Hence, keep G.S.T. rates low but make them comprehensive, the tax collected on the volume of small transactions at the bottom of the pyramid total to as much, if not more, than those collected from fewer people at the higher levels.
In reality G.S.T. on all sales and services with an input set off is automatically a very equitable tax on the end Customer and its implementation is self-incentivized. The canon of equity, productivity, simplicity, certainty, elasticity and economy are all better met in a G.S.T. system. Tax on goods that are now sold in the Public Distribution System meant for the Below Poverty Line people may be taxed at a concessional rate of only one percent. Not taxing at all will create opportunity for diversion and black money generation as it does not allow for monitoring. Leave the choice of what such a person wants to buy to him/her by directly paying the subsidy amount into his/her Aadhaar verified bank account.
Also, taxing different classes of products differently can be inbuilt into the G.S.T., especially products such as Food and other essentials and also, products that are enablers, so as to benefit the Government and the users – (See “Pricing of Fuel and other Enablers”). Enablers are products that are not really end products of consumption but that are consumed to enable production of other end products that are in turn taxable. (Fuel, Spectrum, Education, Skill Training, Health Insurance etc.). IDEAz recommends Three G.S.T. slabs, say one percent, five/six percent and 10/12 percent. The additional level as approved by the Parliament can be kept for future expansion as may be needed in an emergency that too only for a limited period. The temptations to tax as much as possible should be resisted even though there will always be a reason to tax more (See Annexure-II, to understand the attitude of the Government towards taxation and Annexure-III, for some past peculiar taxes.) A ‘zero’ based budgeting system will help control such urging.
A ‘Sin cess’ can be added only to items such as alcohol and tobacco products to discourage consumption and to also, ensure that the present prices on such items do not drop drastically under the G.S.T. regime. The temptation to expand the range for any reason whatsoever is to be resisted.

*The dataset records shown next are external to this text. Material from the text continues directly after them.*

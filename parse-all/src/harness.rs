//! Running a parser to completion and rendering what it found.
//!
//! The report has one line per derivation, in outcome order:
//!
//! ```text
//! Success, found 10, remainder: []
//! ```
//!
//! or the single line `Parsing failed.` when there is none.

use std::fmt::{self, Debug, Display};

use tracing::{debug, trace};

use crate::{parser::Parser, stream::Stream};

const FAILURE: &str = "Parsing failed.";

/// One successful derivation, rendered.
#[derive(Debug, Clone, PartialEq, Eq)]
pub struct Derivation {
    pub value: String,
    pub remainder: String,
}

impl Display for Derivation {
    fn fmt(&self, f: &mut fmt::Formatter<'_>) -> fmt::Result {
        write!(
            f,
            "Success, found {}, remainder: {}",
            self.value, self.remainder
        )
    }
}

/// Every derivation a parser produced on one input.
#[derive(Debug, Clone, Default, PartialEq, Eq)]
pub struct Report {
    pub derivations: Vec<Derivation>,
}

impl Report {
    /// Walk the whole outcome of `parser` on `input`.
    pub fn collect<K, P>(parser: &P, input: impl Into<Stream<K>>) -> Self
    where
        K: Debug + 'static,
        P: Parser<K>,
        P::Output: Display + 'static,
    {
        Self::take(parser, input, usize::MAX)
    }

    /// Like [`collect`](Self::collect), but stop after `limit` derivations.
    /// The rest of the outcome is never computed.
    pub fn take<K, P>(parser: &P, input: impl Into<Stream<K>>, limit: usize) -> Self
    where
        K: Debug + 'static,
        P: Parser<K>,
        P::Output: Display + 'static,
    {
        let derivations: Vec<Derivation> = parser
            .parse(&input.into())
            .iter()
            .take(limit)
            .map(|(value, rest)| {
                let derivation = Derivation {
                    value: value.to_string(),
                    remainder: format!("{rest:?}"),
                };
                trace!(%derivation, "derivation");
                derivation
            })
            .collect();
        debug!(count = derivations.len(), "parse finished");
        Self { derivations }
    }

    pub fn is_failure(&self) -> bool {
        self.derivations.is_empty()
    }

    /// Number of derivations; more than one means the input is ambiguous.
    pub fn len(&self) -> usize {
        self.derivations.len()
    }

    pub fn is_empty(&self) -> bool {
        self.derivations.is_empty()
    }
}

impl Display for Report {
    fn fmt(&self, f: &mut fmt::Formatter<'_>) -> fmt::Result {
        if self.derivations.is_empty() {
            return f.write_str(FAILURE);
        }
        for (i, derivation) in self.derivations.iter().enumerate() {
            if i > 0 {
                f.write_str("\n")?;
            }
            write!(f, "{derivation}")?;
        }
        Ok(())
    }
}

/// Run `parser` on `input` and render every derivation.
///
/// ```
/// # use parse_all::*;
/// let report = run_and_report(&symbol('a'), "ab");
/// assert_eq!(report, "Success, found a, remainder: ['b']");
/// assert_eq!(run_and_report(&symbol('a'), "x"), "Parsing failed.");
/// ```
pub fn run_and_report<K, P>(parser: &P, input: impl Into<Stream<K>>) -> String
where
    K: Debug + 'static,
    P: Parser<K>,
    P::Output: Display + 'static,
{
    Report::collect(parser, input).to_string()
}

#[cfg(test)]
mod tests {
    use super::*;
    use crate::primitive::{choice, pure, symbol};

    #[test]
    fn renders_one_line_per_derivation() {
        let parser = choice(symbol('a'), pure('z'));
        assert_eq!(
            run_and_report(&parser, "ab"),
            "Success, found a, remainder: ['b']\nSuccess, found z, remainder: ['a', 'b']"
        );
    }

    #[test]
    fn empty_remainder_renders_as_empty_list() {
        assert_eq!(
            run_and_report(&symbol('a'), "a"),
            "Success, found a, remainder: []"
        );
    }

    #[test]
    fn take_stops_early() {
        let parser = choice(symbol('a'), pure('z'));
        let report = Report::take(&parser, "ab", 1);
        assert_eq!(report.len(), 1);
        assert_eq!(report.derivations[0].value, "a");
    }

    #[test]
    fn failure_is_a_single_literal_line() {
        let report = Report::collect(&symbol('a'), "b");
        assert!(report.is_failure());
        assert_eq!(report.to_string(), "Parsing failed.");
    }
}
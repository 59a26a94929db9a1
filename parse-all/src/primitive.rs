use std::rc::Rc;

use crate::{
    parser::{Outcome, Parser},
    seq::Seq,
    stream::Stream,
};

/// See [`pure`].
#[derive(Clone, Copy)]
pub struct Pure<T> {
    pub value: T,
}

impl<K, T> Parser<K> for Pure<T>
where
    K: 'static,
    T: Clone + 'static,
{
    type Output = T;

    #[inline(always)]
    fn parse(&self, stream: &Stream<K>) -> Outcome<K, T> {
        Seq::one((self.value.clone(), stream.clone()))
    }
}

/// Succeed with `value` without consuming anything.
pub fn pure<T>(value: T) -> Pure<T> {
    Pure { value }
}

/// See [`satisfy`].
pub struct Satisfy<F> {
    pub predicate: Rc<F>,
}

impl<F> Clone for Satisfy<F> {
    fn clone(&self) -> Self {
        Self {
            predicate: self.predicate.clone(),
        }
    }
}

impl<K, F> Parser<K> for Satisfy<F>
where
    K: Clone + 'static,
    F: Fn(&K) -> bool + 'static,
{
    type Output = K;

    fn parse(&self, stream: &Stream<K>) -> Outcome<K, K> {
        let predicate = self.predicate.clone();
        let stream = stream.clone();
        Seq::from_fn(move || {
            match stream.uncons() {
                Some((head, tail)) if predicate(head) => Some((head.clone(), tail)),
                _ => None,
            }
            .into_iter()
        })
    }
}

/// Consume one token for which `predicate` holds.
///
/// The predicate is not consulted until the outcome is walked.
pub fn satisfy<K, F>(predicate: F) -> Satisfy<F>
where
    F: Fn(&K) -> bool,
{
    Satisfy {
        predicate: Rc::new(predicate),
    }
}

/// See [`eof`].
#[derive(Clone, Copy)]
pub struct Eof;

impl<K: 'static> Parser<K> for Eof {
    type Output = ();

    #[inline(always)]
    fn parse(&self, stream: &Stream<K>) -> Outcome<K, ()> {
        if stream.is_empty() {
            Seq::one(((), stream.clone()))
        } else {
            Seq::none()
        }
    }
}

/// Succeed, consuming nothing, only at the end of the input.
pub fn eof() -> Eof {
    Eof
}

/// See [`symbol`].
#[derive(Clone, Copy)]
pub struct Just<K> {
    pub value: K,
}

impl<K> Parser<K> for Just<K>
where
    K: Clone + PartialEq + 'static,
{
    type Output = K;

    fn parse(&self, stream: &Stream<K>) -> Outcome<K, K> {
        let value = self.value.clone();
        let stream = stream.clone();
        Seq::from_fn(move || {
            match stream.uncons() {
                Some((head, tail)) if *head == value => Some((head.clone(), tail)),
                _ => None,
            }
            .into_iter()
        })
    }
}

/// Consume exactly the token `value`.
///
/// Like [`satisfy`], the comparison waits until the outcome is walked.
pub fn symbol<K>(value: K) -> Just<K> {
    Just { value }
}

/// See [`token`].
#[derive(Clone)]
pub struct Token<K> {
    pub tokens: Rc<[K]>,
}

impl<K> Parser<K> for Token<K>
where
    K: Clone + PartialEq + 'static,
{
    type Output = Vec<K>;

    fn parse(&self, stream: &Stream<K>) -> Outcome<K, Vec<K>> {
        let tokens = self.tokens.clone();
        let stream = stream.clone();
        Seq::from_fn(move || {
            let mut rest = stream.clone();
            for expected in tokens.iter() {
                match rest.uncons() {
                    Some((head, tail)) if head == expected => rest = tail,
                    _ => return None.into_iter(),
                }
            }
            Some((tokens.to_vec(), rest)).into_iter()
        })
    }
}

/// Consume exactly the given run of tokens, in order.
pub fn token<K>(tokens: impl IntoIterator<Item = K>) -> Token<K> {
    Token {
        tokens: tokens.into_iter().collect(),
    }
}

/// See [`choice`].
#[derive(Clone, Copy)]
pub struct Choice<P1, P2> {
    pub parser1: P1,
    pub parser2: P2,
}

impl<K, T, P1, P2> Parser<K> for Choice<P1, P2>
where
    K: 'static,
    T: 'static,
    P1: Parser<K, Output = T>,
    P2: Parser<K, Output = T>,
{
    type Output = T;

    #[inline(always)]
    fn parse(&self, stream: &Stream<K>) -> Outcome<K, T> {
        self.parser1.parse(stream).concat(&self.parser2.parse(stream))
    }
}

/// Try both alternatives on the same input and keep every result: all of
/// `parser1`'s derivations, then all of `parser2`'s.
///
/// This is not first-match-wins. When both alternatives match, both results
/// are reported.
pub fn choice<K, P1, P2>(parser1: P1, parser2: P2) -> Choice<P1, P2>
where
    P1: Parser<K>,
    P2: Parser<K, Output = P1::Output>,
{
    Choice { parser1, parser2 }
}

The concept of cess on so-called luxury goods or cars is a mistaken concept. Luxury is really only High cost. The extra profit from such goods goes into the R & D that develops improvements that spins off into improvements all the way down the line. The failure of improvements of the common products / goods in the SSI sector in the past only proves the point. Luxury is a vague concept and only arises in the eye of the beholder. Cost cannot be the only criterion. In fact, greater consumption of luxury / high cost/ high technology goods leads not only to better goods down the spectrum but also, to greater innovation and entrepreneurship and greater tax revenue.
A cess to control consumption can be added on to Petroleum products to conserve our scarce Foreign Exchange. Any cess on any other products should be called for only in an emergency and should have a sunset clause of say upto a maximum of one year.

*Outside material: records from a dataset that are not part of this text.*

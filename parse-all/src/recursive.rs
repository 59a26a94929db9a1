use std::rc::Rc;

use crate::{
    parser::{Outcome, Parser},
    seq::Seq,
    stream::Stream,
};

/// A parser built on demand from a recipe. See [`deferred`].
pub struct Deferred<F> {
    recipe: Rc<F>,
}

impl<F> Clone for Deferred<F> {
    fn clone(&self) -> Self {
        Self {
            recipe: self.recipe.clone(),
        }
    }
}

impl<K, P, F> Parser<K> for Deferred<F>
where
    K: 'static,
    F: Fn() -> P + 'static,
    P: Parser<K>,
    P::Output: 'static,
{
    type Output = P::Output;

    fn parse(&self, stream: &Stream<K>) -> Outcome<K, P::Output> {
        let recipe = self.recipe.clone();
        let stream = stream.clone();
        Seq::from_fn(move || recipe().parse(&stream).iter())
    }
}

/// Delay building a parser until its outcome is walked.
///
/// Any rule that refers to itself, directly or through other rules, must go
/// through `deferred`; otherwise assembling the grammar recurses forever
/// before reading any input.
///
/// ```
/// # use parse_all::*;
/// // nested ::= '(' nested ')' | ε
/// fn nested() -> BoxedParser<char, usize> {
///     choice(
///         symbol('(')
///             .ignore_then(deferred(nested))
///             .then_ignore(symbol(')'))
///             .map(|depth: usize| depth + 1),
///         pure(0),
///     )
///     .boxed()
/// }
///
/// let (depth, _) = nested().complete().parse_first("((()))").unwrap();
/// assert_eq!(depth, 3);
/// ```
pub fn deferred<F>(recipe: F) -> Deferred<F> {
    Deferred {
        recipe: Rc::new(recipe),
    }
}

In any case the same percentage of tax on a high cost, so-called luxury product, is many times higher an amount than that on a similar good for common consumption. Seeing it in percentage terms is distorting. A 12 percent tax on a Rs. 30 lakh car is Rs. 3.6 lakhs while 12 percent tax on a Rs. 5.0 lakh car is only Rs. 60,000/-. It is only equitable for all to have the same percentage. The richer the person the more he/she consumes and hence, the more Consumption/ G.S.T. tax he/she pays.

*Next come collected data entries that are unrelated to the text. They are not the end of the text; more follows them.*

use clap::Parser as _;
use tracing::{event, Level};
use tracing_subscriber::prelude::*;

use parse_all::{calc, Parser, Report};

/// Evaluate an integer expression and print every derivation.
#[derive(Debug, clap::Parser)]
#[command(name = "calc", version, about)]
struct Args {
    /// The expression to evaluate, e.g. "2*(3+4)".
    #[arg(value_name = "EXPR")]
    expr: String,

    /// Operator symbols from loosest to tightest binding, each one of + - * /.
    #[arg(long, default_value = "+-*/")]
    operators: String,

    /// Also report derivations that leave part of the input unparsed.
    #[arg(long)]
    partial: bool,

    /// Stop after the first derivation.
    #[arg(long)]
    first: bool,
}

fn run_calc() -> Result<(), Box<dyn std::error::Error>> {
    let args = Args::parse();

    // RUST_LOG selects which events get printed; the report itself goes to
    // stdout, so logging goes to stderr.
    let fmt_layer = tracing_subscriber::fmt::layer()
        .with_target(true)
        .with_writer(std::io::stderr);
    let filter_layer = tracing_subscriber::EnvFilter::try_from_default_env()
        .or_else(|_| tracing_subscriber::EnvFilter::try_new("warn"))?;
    tracing_subscriber::registry()
        .with(filter_layer)
        .with(fmt_layer)
        .init();

    let table = calc::table_from_symbols(&args.operators)?;
    event!(Level::INFO, operators = ?table, "operator table");

    let expression = calc::calculator(table);
    let parser = if args.partial {
        expression
    } else {
        expression.complete().boxed()
    };

    let limit = if args.first { 1 } else { usize::MAX };
    let report = Report::take(&parser, args.expr.as_str(), limit);
    if report.len() > 1 {
        event!(
            Level::INFO,
            derivations = report.len(),
            "input has more than one derivation"
        );
    }
    println!("{report}");
    if report.is_failure() {
        std::process::exit(2);
    }
    Ok(())
}

fn main() {
    match run_calc() {
        Err(e) => {
            eprintln!("{}", e);
            std::process::exit(1);
        }
        Ok(()) => {
            std::process::exit(0);
        }
    }
}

All Senior Citizens today can recall when the Government then considered even Two Wheelers, Cars, Phones, Refrigerators, Air Conditioners, colour TV’s, Microwave Ovens, Washing Machines as luxury items and reserved all common usage items such as Shaving Razors, Kitchen appliances like Mixers, Juicers and Cooking stoves, for manufacture only in Small Scale Industries. All of which led to no R & D and no improvement and an ever-growing ‘black-market’ demand for imported items. You do not want to go back to those days. Why not aim to create an enabling environment here to encourage innovation and entrepreneurship across all products. Let those who desire to be pioneers and possess goods with the latest improvements bear the costs of the R&D and allow the improvements to soon trickle down to all similar products and benefit ALL!